Les inégalités sont de retour, dans les statistiques et sur la scène politique et intellectuelle. Les mouvements de contestation du capitalisme comme Occupy Wall Street sur le front des mouvements sociaux, et le succès populaire et médiatique du livre de Thomas Piketty ont popularisé l’idée selon laquelle un petit 1% de très riches imposait sa volonté aux 99% restants de la population. L’ancien prix Nobel d’économie, Joseph Stiglitz, a publié récemment une compilation de textes et d’articles sur les causes de la crise de 2007. Si son analyse diffère légèrement de celle de Piketty, les deux économistes constatent que la richesse se concentre de plus en plus entre quelques mains. (...)
Selon François Dubet, les « petites inégalités » qui « peuvent sembler minuscules au regard de l’incroyable captation de richesses par les 1% », nous importent pourtant autant que les grandes. Sociologue et cofondateur du site L’Observatoire des inégalités, Patrick Savidan, auteur d’un essai paru à la rentrée, Voulons-nous vraiment l’égalité ?, va dans le même sens : l’adhésion à la persistance des inégalités ne concerne pas la seule oligarchie financière du « 1% ». Chacun contribue à maintenir voire à renforcer ces inégalités sociales. (...)
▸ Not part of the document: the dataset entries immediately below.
pub mod config;
pub mod email;
pub mod error;
pub mod resolve;
pub mod traits;
pub mod types;
pub mod workflow;

pub use config::AppConfig;
pub use error::{BizflowError, Result};
pub use resolve::Layers;
pub use types::*;
pub use workflow::*;
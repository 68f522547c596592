use std::collections::{HashMap, HashSet};

use serde_json::Value;

use bizflow_core::workflow::{NodeOutput, NodeRun};

/// Per-run state of a workflow walk.
///
/// Created fresh for every run and threaded through the walk by value;
/// nothing here outlives a single `execute_workflow` call.
#[derive(Debug, Default)]
pub struct ExecutionContext {
    node_outputs: HashMap<String, NodeOutput>,
    executed: HashSet<String>,
    results: Vec<NodeRun>,
}

impl ExecutionContext {
    pub fn new() -> Self {
        Self::default()
    }

    /// Record a node's output and mark it executed.
    ///
    /// A node is recorded at most once; later records for the same id are ignored.
    pub fn record(&mut self, node_id: &str, output: NodeOutput) {
        if !self.executed.insert(node_id.to_string()) {
            return;
        }
        self.node_outputs.insert(node_id.to_string(), output.clone());
        self.results.push(NodeRun {
            node_id: node_id.to_string(),
            output,
        });
    }

    pub fn is_executed(&self, node_id: &str) -> bool {
        self.executed.contains(node_id)
    }

    pub fn output(&self, node_id: &str) -> Option<&NodeOutput> {
        self.node_outputs.get(node_id)
    }

    /// The output of `node_id` as the JSON input for a downstream node.
    pub fn input_from(&self, node_id: &str) -> Option<Value> {
        self.output(node_id).map(NodeOutput::to_value)
    }

    /// Executed nodes in execution order.
    pub fn into_results(self) -> Vec<NodeRun> {
        self.results
    }
}
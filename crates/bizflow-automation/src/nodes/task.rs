use serde_json::{Map, Value};

use bizflow_core::traits::TaskCreator;
use bizflow_core::types::NewTask;
use bizflow_core::workflow::NodeOutput;

use super::layers;
use crate::graph::RunScope;

const CREATE_FAILED: &str = "Failed to create task";

/// `create_task`: insert a task on behalf of the executing user.
pub async fn create_task(
    creator: &dyn TaskCreator,
    config: &Map<String, Value>,
    input: &Value,
    scope: RunScope<'_>,
) -> NodeOutput {
    let fields = layers(config, input, "taskData");
    let task = NewTask {
        title: fields.string_or("title", "Automated Task"),
        description: fields.string("description"),
        status: fields.string_or("status", "todo"),
        priority: fields.string_or("priority", "medium"),
        due_date: fields.string("dueDate"),
        assigned_to: fields.string("assignedTo"),
        project_id: fields.string("projectId"),
        space_id: fields
            .string("spaceId")
            .or_else(|| scope.space_id.map(str::to_string)),
    };

    match creator
        .create_task(task, scope.user_id.map(str::to_string))
        .await
    {
        Ok(Some(task)) => match serde_json::to_value(&task) {
            Ok(value) => NodeOutput::ok()
                .with("taskId", task.id.clone())
                .with("task", value),
            Err(e) => NodeOutput::failed(e.to_string()),
        },
        Ok(None) => NodeOutput::failed(CREATE_FAILED),
        Err(e) => NodeOutput::failed(e.to_string()),
    }
}

#[cfg(test)]
mod tests {
    use super::*;
    use bizflow_test_utils::MemoryTaskCreator;
    use serde_json::json;

    #[tokio::test]
    async fn test_defaults_and_scope() {
        let creator = MemoryTaskCreator::new();
        let scope = RunScope::new(Some("user-1"), Some("space-1"));
        let out = create_task(&creator, &Map::new(), &json!({}), scope).await;

        assert!(out.success);
        assert_eq!(out.get("taskId"), Some(&json!("task-1")));
        let task = &creator.tasks()[0];
        assert_eq!(task.title, "Automated Task");
        assert_eq!(task.status, "todo");
        assert_eq!(task.priority, "medium");
        assert_eq!(task.space_id.as_deref(), Some("space-1"));
        assert_eq!(task.created_by.as_deref(), Some("user-1"));
        assert_eq!(out.get("task").and_then(|t| t.get("title")), Some(&json!("Automated Task")));
    }

    #[tokio::test]
    async fn test_field_precedence() {
        let creator = MemoryTaskCreator::new();
        let config = json!({ "title": "Follow up", "priority": "" });
        let input = json!({
            "priority": "low",
            "spaceId": "space-input",
            "taskData": { "priority": "high", "assignedTo": "user-7", "dueDate": "2026-11-01" }
        });
        let out = create_task(
            &creator,
            config.as_object().unwrap(),
            &input,
            RunScope::new(None, Some("space-run")),
        )
        .await;

        assert!(out.success);
        let request = &creator.requests()[0];
        assert_eq!(request.title, "Follow up");
        assert_eq!(request.priority, "high");
        assert_eq!(request.assigned_to.as_deref(), Some("user-7"));
        assert_eq!(request.due_date.as_deref(), Some("2026-11-01"));
        assert_eq!(request.space_id.as_deref(), Some("space-input"));
        assert_eq!(creator.tasks()[0].created_by, None);
    }

    #[tokio::test]
    async fn test_declined_creation() {
        let creator = MemoryTaskCreator::declining();
        let out = create_task(&creator, &Map::new(), &json!({}), RunScope::default()).await;
        assert!(!out.success);
        assert_eq!(out.error.as_deref(), Some("Failed to create task"));
    }
}
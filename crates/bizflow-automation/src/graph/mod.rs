//! Automation graph execution.
//!
//! An automation is a set of `WorkflowNode`s linked by `WorkflowConnection`s.
//! The `WorkflowExecutor` sorts nodes by `order_index`, runs the first trigger
//! with the trigger payload, then makes one forward pass over the rest. A node
//! runs only when every upstream node has already run and every incoming
//! connection's condition permits it; otherwise it is skipped for the run.
//!
//! Each node receives the output of its first upstream node, or the trigger
//! payload when it has none. Node failures stay inside that node's output and
//! never stop the walk.

pub mod context;
pub mod executor;

pub use context::ExecutionContext;
pub use executor::{RunScope, WorkflowExecutor};
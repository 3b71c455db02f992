// =============================================================================
// Exponential Moving Average (EMA)
// =============================================================================
//
// EMA gives more weight to recent prices, making it more responsive to new
// information than the Simple Moving Average (SMA).
//
// Formula:
//   alpha  = 2 / (period + 1)
//   EMA_0  = x_0
//   EMA_t  = alpha * x_t + (1 - alpha) * EMA_{t-1}
//
// The series is seeded by the first observed value, so every index is
// defined.
// =============================================================================

/// Compute the EMA series for `values` with span `period`.
///
/// Returns a vector aligned with the input.  Returns an empty `Vec` when
/// the input is empty or the period is zero.
pub fn calculate_ema(values: &[f64], period: usize) -> Vec<f64> {
    if period == 0 {
        return Vec::new();
    }
    ewma(values, 2.0 / (period as f64 + 1.0))
}

/// Exponentially weighted moving average with an explicit smoothing factor,
/// seeded by the first value.  Shared with Wilder smoothing in RSI.
pub(crate) fn ewma(values: &[f64], alpha: f64) -> Vec<f64> {
    let mut out = Vec::with_capacity(values.len());
    let mut iter = values.iter();
    let Some(&first) = iter.next() else {
        return out;
    };

    let mut prev = first;
    out.push(prev);
    for &x in iter {
        prev = alpha * x + (1.0 - alpha) * prev;
        out.push(prev);
    }
    out
}
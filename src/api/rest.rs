// =============================================================================
// REST API Endpoints — Axum 0.7
// =============================================================================
//
// Read-only view of the pipeline for dashboards.  All endpoints live under
// `/api/v1/` and never write either store.
//
// CORS is configured permissively; the API exposes market data only.
// =============================================================================

use std::sync::Arc;

use axum::{
    extract::{Json, Path, Query, State},
    http::StatusCode,
    response::IntoResponse,
    routing::get,
    Router,
};
use serde::{Deserialize, Serialize};
use tower_http::cors::{Any, CorsLayer};
use tracing::warn;

use crate::app_state::AppState;
use crate::types::{Candle, IndicatorSnapshot};

/// Candles returned when `limit` is not given.
const DEFAULT_CANDLE_LIMIT: usize = 500;
/// Upper bound on `limit`.
const MAX_CANDLE_LIMIT: usize = 5_000;

type ApiError = (StatusCode, Json<serde_json::Value>);

fn api_error(status: StatusCode, message: impl Into<String>) -> ApiError {
    (status, Json(serde_json::json!({ "error": message.into() })))
}

// =============================================================================
// Router construction
// =============================================================================

/// Build the REST API router with CORS middleware and shared state.
pub fn router(state: Arc<AppState>) -> Router {
    let cors = CorsLayer::new()
        .allow_origin(Any)
        .allow_methods(Any)
        .allow_headers(Any);

    Router::new()
        .route("/api/v1/health", get(health))
        .route("/api/v1/symbols", get(symbols))
        .route("/api/v1/candles/:symbol", get(candles))
        .route("/api/v1/latest/:symbol", get(latest))
        .layer(cors)
        .with_state(state)
}

// =============================================================================
// Health
// =============================================================================

async fn health(State(state): State<Arc<AppState>>) -> impl IntoResponse {
    Json(state.build_health())
}

// =============================================================================
// Symbols
// =============================================================================

#[derive(Serialize)]
struct SymbolsResponse {
    symbols: Vec<String>,
    candle_sec: u64,
}

async fn symbols(State(state): State<Arc<AppState>>) -> Json<SymbolsResponse> {
    Json(SymbolsResponse {
        symbols: state.config.symbols.clone(),
        candle_sec: state.config.candle_sec,
    })
}

// =============================================================================
// Candle history
// =============================================================================

#[derive(Debug, Default, Deserialize)]
struct CandlesQuery {
    limit: Option<usize>,
}

async fn candles(
    State(state): State<Arc<AppState>>,
    Path(symbol): Path<String>,
    Query(query): Query<CandlesQuery>,
) -> Result<Json<Vec<Candle>>, ApiError> {
    let symbol = symbol.to_lowercase();
    let limit = query.limit.unwrap_or(DEFAULT_CANDLE_LIMIT).clamp(1, MAX_CANDLE_LIMIT);

    state
        .store
        .read_recent(&symbol, limit)
        .await
        .map(Json)
        .map_err(|e| {
            warn!(symbol = %symbol, error = %e, "candle history read failed");
            api_error(StatusCode::SERVICE_UNAVAILABLE, "candle store unavailable")
        })
}

// =============================================================================
// Latest indicators
// =============================================================================

async fn latest(
    State(state): State<Arc<AppState>>,
    Path(symbol): Path<String>,
) -> Result<Json<IndicatorSnapshot>, ApiError> {
    let symbol = symbol.to_lowercase();
    match state.cache.get(&symbol).await {
        Ok(Some(snapshot)) => Ok(Json(snapshot)),
        Ok(None) => Err(api_error(
            StatusCode::NOT_FOUND,
            format!("no indicator snapshot for {symbol}"),
        )),
        Err(e) => {
            warn!(symbol = %symbol, error = %format!("{e:#}"), "latest cache read failed");
            Err(api_error(StatusCode::SERVICE_UNAVAILABLE, "latest cache unavailable"))
        }
    }
}
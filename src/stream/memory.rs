// =============================================================================
// MemoryLog — in-process StreamLog backend
// =============================================================================
//
// All streams live behind one `parking_lot::Mutex`; blocked readers park on
// a `tokio::sync::Notify` that every append wakes.  Nothing survives the
// process, so this backend serves single-process deployments and tests.
// =============================================================================

use std::collections::{BTreeMap, HashMap, VecDeque};
use std::time::Duration;

use async_trait::async_trait;
use parking_lot::Mutex;
use tokio::sync::Notify;
use tokio::time::Instant;
use tracing::debug;

use super::{trim_excess, EntryId, LogEntry, LogError, ReadCursor, StreamBatch, StreamLog};
use crate::types::{now_ms, Fields};

#[derive(Debug, Default)]
struct GroupState {
    last_delivered: EntryId,
    /// Pending entry id -> consumer it was delivered to.
    pending: BTreeMap<EntryId, String>,
}

#[derive(Debug, Default)]
struct StreamState {
    entries: VecDeque<LogEntry>,
    last_id: EntryId,
    groups: HashMap<String, GroupState>,
}

/// In-process [`StreamLog`].
#[derive(Default)]
pub struct MemoryLog {
    streams: Mutex<HashMap<String, StreamState>>,
    appended: Notify,
}

impl MemoryLog {
    pub fn new() -> Self {
        Self::default()
    }

    /// Non-blocking group read shared by both cursors.
    fn collect(
        &self,
        group: &str,
        consumer: &str,
        streams: &[String],
        cursor: ReadCursor,
        count: usize,
    ) -> Result<Vec<StreamBatch>, LogError> {
        let mut map = self.streams.lock();
        let mut batches = Vec::new();

        for name in streams {
            let no_group = || LogError::NoGroup {
                stream: name.clone(),
                group: group.to_string(),
            };
            let StreamState { entries, groups, .. } = map.get_mut(name).ok_or_else(no_group)?;
            let g = groups.get_mut(group).ok_or_else(no_group)?;

            let delivered: Vec<LogEntry> = match cursor {
                ReadCursor::New => {
                    let fresh: Vec<LogEntry> = entries
                        .iter()
                        .filter(|e| e.id > g.last_delivered)
                        .take(count)
                        .cloned()
                        .collect();
                    if let Some(tail) = fresh.last() {
                        g.last_delivered = tail.id;
                    }
                    for e in &fresh {
                        g.pending.insert(e.id, consumer.to_string());
                    }
                    fresh
                }
                ReadCursor::Pending => {
                    let mine: Vec<EntryId> = g
                        .pending
                        .iter()
                        .filter(|(_, c)| c.as_str() == consumer)
                        .map(|(id, _)| *id)
                        .take(count)
                        .collect();
                    let mut out = Vec::with_capacity(mine.len());
                    for id in mine {
                        match entries.binary_search_by(|e| e.id.cmp(&id)) {
                            Ok(i) => out.push(entries[i].clone()),
                            Err(_) => {
                                debug!(stream = %name, id = %id, "pending entry was trimmed; dropping it");
                                g.pending.remove(&id);
                            }
                        }
                    }
                    out
                }
            };

            if !delivered.is_empty() {
                batches.push(StreamBatch {
                    stream: name.clone(),
                    entries: delivered,
                });
            }
        }
        Ok(batches)
    }
}

#[async_trait]
impl StreamLog for MemoryLog {
    async fn append(&self, stream: &str, fields: &Fields, maxlen: Option<usize>) -> Result<EntryId, LogError> {
        let id = {
            let mut map = self.streams.lock();
            let state = map.entry(stream.to_string()).or_default();
            let id = EntryId::next_after(state.last_id, now_ms());
            state.last_id = id;
            state.entries.push_back(LogEntry {
                id,
                fields: fields.clone(),
            });
            if let Some(maxlen) = maxlen {
                let excess = trim_excess(state.entries.len(), maxlen);
                state.entries.drain(..excess);
            }
            id
        };
        self.appended.notify_waiters();
        Ok(id)
    }

    async fn create_group(&self, stream: &str, group: &str) -> Result<(), LogError> {
        let mut map = self.streams.lock();
        let state = map.entry(stream.to_string()).or_default();
        if state.groups.contains_key(group) {
            return Err(LogError::GroupExists {
                stream: stream.to_string(),
                group: group.to_string(),
            });
        }
        state.groups.insert(group.to_string(), GroupState::default());
        Ok(())
    }

    async fn read_group(
        &self,
        group: &str,
        consumer: &str,
        streams: &[String],
        cursor: ReadCursor,
        count: usize,
        block: Duration,
    ) -> Result<Vec<StreamBatch>, LogError> {
        let deadline = Instant::now() + block;
        loop {
            // Register interest before checking so an append between the
            // check and the wait is not missed.
            let notified = self.appended.notified();
            tokio::pin!(notified);
            notified.as_mut().enable();

            let batches = self.collect(group, consumer, streams, cursor, count)?;
            if !batches.is_empty() || cursor == ReadCursor::Pending {
                return Ok(batches);
            }
            if tokio::time::timeout_at(deadline, notified).await.is_err() {
                return Ok(Vec::new());
            }
        }
    }

    async fn ack(&self, stream: &str, group: &str, id: EntryId) -> Result<bool, LogError> {
        let mut map = self.streams.lock();
        let g = map
            .get_mut(stream)
            .and_then(|s| s.groups.get_mut(group))
            .ok_or_else(|| LogError::NoGroup {
                stream: stream.to_string(),
                group: group.to_string(),
            })?;
        Ok(g.pending.remove(&id).is_some())
    }

    async fn pending_count(&self, stream: &str, group: &str) -> Result<usize, LogError> {
        let map = self.streams.lock();
        map.get(stream)
            .and_then(|s| s.groups.get(group))
            .map(|g| g.pending.len())
            .ok_or_else(|| LogError::NoGroup {
                stream: stream.to_string(),
                group: group.to_string(),
            })
    }

    async fn len(&self, stream: &str) -> Result<usize, LogError> {
        Ok(self.streams.lock().get(stream).map_or(0, |s| s.entries.len()))
    }

    async fn range(&self, stream: &str) -> Result<Vec<LogEntry>, LogError> {
        Ok(self
            .streams
            .lock()
            .get(stream)
            .map(|s| s.entries.iter().cloned().collect())
            .unwrap_or_default())
    }
}
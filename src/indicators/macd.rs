// =============================================================================
// Moving Average Convergence / Divergence (MACD)
// =============================================================================
//
//   line      = EMA(fast) - EMA(slow)
//   signal    = EMA(signal_period) of line
//   histogram = line - signal
// =============================================================================

use super::ema::calculate_ema;

/// MACD line, signal line and histogram, each aligned with the input.
#[derive(Debug, Clone, Default)]
pub struct MacdSeries {
    pub line: Vec<f64>,
    pub signal: Vec<f64>,
    pub histogram: Vec<f64>,
}

/// Compute MACD over `closes`. Any zero period yields empty series.
pub fn calculate_macd(closes: &[f64], fast: usize, slow: usize, signal: usize) -> MacdSeries {
    if fast == 0 || slow == 0 || signal == 0 {
        return MacdSeries::default();
    }

    let ema_fast = calculate_ema(closes, fast);
    let ema_slow = calculate_ema(closes, slow);
    let line: Vec<f64> = ema_fast.iter().zip(&ema_slow).map(|(f, s)| f - s).collect();
    let signal = calculate_ema(&line, signal);
    let histogram = line.iter().zip(&signal).map(|(m, s)| m - s).collect();

    MacdSeries {
        line,
        signal,
        histogram,
    }
}

#[cfg(test)]
mod tests {
    use super::*;

    fn linspace(start: f64, end: f64, n: usize) -> Vec<f64> {
        let step = (end - start) / (n - 1) as f64;
        (0..n).map(|i| start + step * i as f64).collect()
    }

    #[test]
    fn macd_shapes_and_consistency() {
        let closes = linspace(100.0, 200.0, 300);
        let m = calculate_macd(&closes, 12, 26, 9);
        assert_eq!(m.line.len(), closes.len());
        assert_eq!(m.signal.len(), closes.len());
        assert_eq!(m.histogram.len(), closes.len());
        for i in 0..closes.len() {
            assert!((m.histogram[i] - (m.line[i] - m.signal[i])).abs() <= 1e-10);
        }
    }

    #[test]
    fn macd_positive_in_uptrend() {
        let closes = linspace(100.0, 200.0, 300);
        let m = calculate_macd(&closes, 12, 26, 9);
        assert!(*m.line.last().unwrap() > 0.0);
    }

    #[test]
    fn macd_flat_is_zero() {
        let m = calculate_macd(&[50.0; 40], 12, 26, 9);
        assert!(m.line.iter().all(|v| v.abs() < 1e-12));
        assert!(m.histogram.iter().all(|v| v.abs() < 1e-12));
    }

    #[test]
    fn macd_zero_period_empty() {
        assert!(calculate_macd(&[1.0, 2.0], 0, 26, 9).line.is_empty());
    }
}
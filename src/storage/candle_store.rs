use std::path::Path;

use async_trait::async_trait;
use r2d2::Pool;
use r2d2_sqlite::SqliteConnectionManager;
use rusqlite::params;
use thiserror::Error;
use tracing::info;

use crate::types::Candle;

pub type DbPool = Pool<SqliteConnectionManager>;

const SCHEMA: &str = "
CREATE TABLE IF NOT EXISTS candles (
    symbol     TEXT NOT NULL,
    t_start_ms INTEGER NOT NULL,
    t_end_ms   INTEGER NOT NULL,
    open       REAL NOT NULL,
    high       REAL NOT NULL,
    low        REAL NOT NULL,
    close      REAL NOT NULL,
    volume     REAL NOT NULL,
    PRIMARY KEY (symbol, t_start_ms)
);
";

#[derive(Debug, Error)]
pub enum StoreError {
    #[error("sqlite: {0}")]
    Sqlite(#[from] rusqlite::Error),

    #[error("connection pool: {0}")]
    Pool(#[from] r2d2::Error),

    #[error("io: {0}")]
    Io(#[from] std::io::Error),

    #[error("blocking task: {0}")]
    Join(#[from] tokio::task::JoinError),
}

/// Durable sealed-candle history.
#[async_trait]
pub trait CandleStore: Send + Sync {
    /// Insert or replace the candle keyed by (symbol, t_start_ms).
    async fn upsert(&self, candle: &Candle) -> Result<(), StoreError>;

    /// Up to `limit` most recent candles of `symbol`, ascending by start.
    async fn read_recent(&self, symbol: &str, limit: usize) -> Result<Vec<Candle>, StoreError>;
}

/// [`CandleStore`] over a pooled SQLite file.
pub struct SqliteCandleStore {
    pool: DbPool,
}

impl SqliteCandleStore {
    /// Open the database at `path`, creating the file, its parent directory
    /// and the `candles` table when missing.
    pub fn open(path: &Path, max_size: u32) -> Result<Self, StoreError> {
        if let Some(parent) = path.parent().filter(|p| !p.as_os_str().is_empty()) {
            std::fs::create_dir_all(parent)?;
        }
        let manager = SqliteConnectionManager::file(path).with_init(|c| {
            c.execute_batch("PRAGMA journal_mode = WAL; PRAGMA busy_timeout = 5000;")
        });
        let pool = Pool::builder().max_size(max_size).build(manager)?;
        pool.get()?.execute_batch(SCHEMA)?;

        info!(path = %path.display(), "candle store opened");
        Ok(Self { pool })
    }
}

#[async_trait]
impl CandleStore for SqliteCandleStore {
    async fn upsert(&self, candle: &Candle) -> Result<(), StoreError> {
        let pool = self.pool.clone();
        let candle = candle.clone();

        tokio::task::spawn_blocking(move || -> Result<(), StoreError> {
            let conn = pool.get()?;
            conn.execute(
                "INSERT OR REPLACE INTO candles
                     (symbol, t_start_ms, t_end_ms, open, high, low, close, volume)
                 VALUES (?1, ?2, ?3, ?4, ?5, ?6, ?7, ?8)",
                params![
                    candle.symbol,
                    candle.t_start_ms,
                    candle.t_end_ms,
                    candle.open,
                    candle.high,
                    candle.low,
                    candle.close,
                    candle.volume,
                ],
            )?;
            Ok(())
        })
        .await?
    }

    async fn read_recent(&self, symbol: &str, limit: usize) -> Result<Vec<Candle>, StoreError> {
        let pool = self.pool.clone();
        let symbol = symbol.to_string();

        tokio::task::spawn_blocking(move || -> Result<Vec<Candle>, StoreError> {
            let conn = pool.get()?;
            let mut stmt = conn.prepare_cached(
                "SELECT symbol, t_start_ms, t_end_ms, open, high, low, close, volume
                 FROM candles
                 WHERE symbol = ?1
                 ORDER BY t_start_ms DESC
                 LIMIT ?2",
            )?;

            let mut candles: Vec<Candle> = stmt
                .query_map(params![symbol, limit as i64], |row| {
                    Ok(Candle {
                        symbol: row.get(0)?,
                        t_start_ms: row.get(1)?,
                        t_end_ms: row.get(2)?,
                        open: row.get(3)?,
                        high: row.get(4)?,
                        low: row.get(5)?,
                        close: row.get(6)?,
                        volume: row.get(7)?,
                    })
                })?
                .collect::<Result<Vec<_>, _>>()?;

            // Reverse to chronological order.
            candles.reverse();
            Ok(candles)
        })
        .await?
    }
}

#[cfg(test)]
mod tests {
    use super::*;

    fn candle(t: i64, close: f64) -> Candle {
        let mut c = Candle::open_at("btcusdt", t, 5000, 100.0, 1.0);
        c.merge(close, 1.0);
        c
    }

    fn open_temp() -> (tempfile::TempDir, SqliteCandleStore) {
        let dir = tempfile::tempdir().unwrap();
        let store = SqliteCandleStore::open(&dir.path().join("data").join("crypto.db"), 2).unwrap();
        (dir, store)
    }

    #[tokio::test]
    async fn upsert_is_idempotent_per_key() {
        let (_dir, store) = open_temp();
        let c = candle(0, 101.0);
        store.upsert(&c).await.unwrap();
        store.upsert(&c).await.unwrap();

        let mut revised = c.clone();
        revised.close = 102.0;
        store.upsert(&revised).await.unwrap();

        let rows = store.read_recent("btcusdt", 10).await.unwrap();
        assert_eq!(rows.len(), 1);
        assert_eq!(rows[0].close, 102.0);
    }

    #[tokio::test]
    async fn read_recent_is_ascending_and_limited() {
        let (_dir, store) = open_temp();
        for i in [3, 0, 4, 1, 2] {
            store.upsert(&candle(i * 5000, 100.0 + i as f64)).await.unwrap();
        }
        let other = Candle::open_at("ethusdt", 0, 5000, 1.0, 1.0);
        store.upsert(&other).await.unwrap();

        let rows = store.read_recent("btcusdt", 3).await.unwrap();
        let starts: Vec<i64> = rows.iter().map(|c| c.t_start_ms).collect();
        assert_eq!(starts, vec![10_000, 15_000, 20_000]);
        assert!(rows.iter().all(|c| c.symbol == "btcusdt"));
        assert_eq!(rows[2].t_end_ms, 25_000);

        assert!(store.read_recent("solusdt", 10).await.unwrap().is_empty());
    }
}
Pourtant, dans notre vie quotidienne, nous agissons tous d’une manière qui maintient ou renforce ces inégalités. L’exemple le plus emblématique étant le contournement de la carte scolaire par les parents les mieux informés et les plus éduqués, devenu une discipline olympique en France. Ces actions individuelles sont rationnelles -donner à ses enfants les meilleures chances de réussite en les plaçant dans une bonne école- mais la conséquence sociale de tous ces évitements aboutit en fin de parcours à ghettoïser les établissements les moins cotés. Cette spirale négative s’observe aussi dans le domaine du logement (...)
Simplement, la majorité des gens aspirent à une sécurité sociale et économique qui passe par la possibilité d’élever et de soigner ses enfants, de faire ses courses, de pouvoir partir en vacances et se faire plaisir de temps en temps, d’être au-delà du niveau de la survie.
Face à ces aspirations légitimes, la « montée des incertitudes », « dans un contexte de précarité croissante », objective comme ressentie (le taux de précarité est passé de 5,3% en 1982 à 12% aujourd’hui), dans un régime dépolitisé (personne n’attend plus rien du collectif) incite tout le monde à paniquer et à chercher une porte de sortie, comme dans un théâtre en feu muni de portes de secours étroites, configuration où « tout conspire à dresser les individus les uns contre les autres », de sorte « qu’il devient impossible de lutter pour soi sans lutter contre les autres. » La possibilité de coopérations a laissé place à un sauve-qui-peut généralisé. (...)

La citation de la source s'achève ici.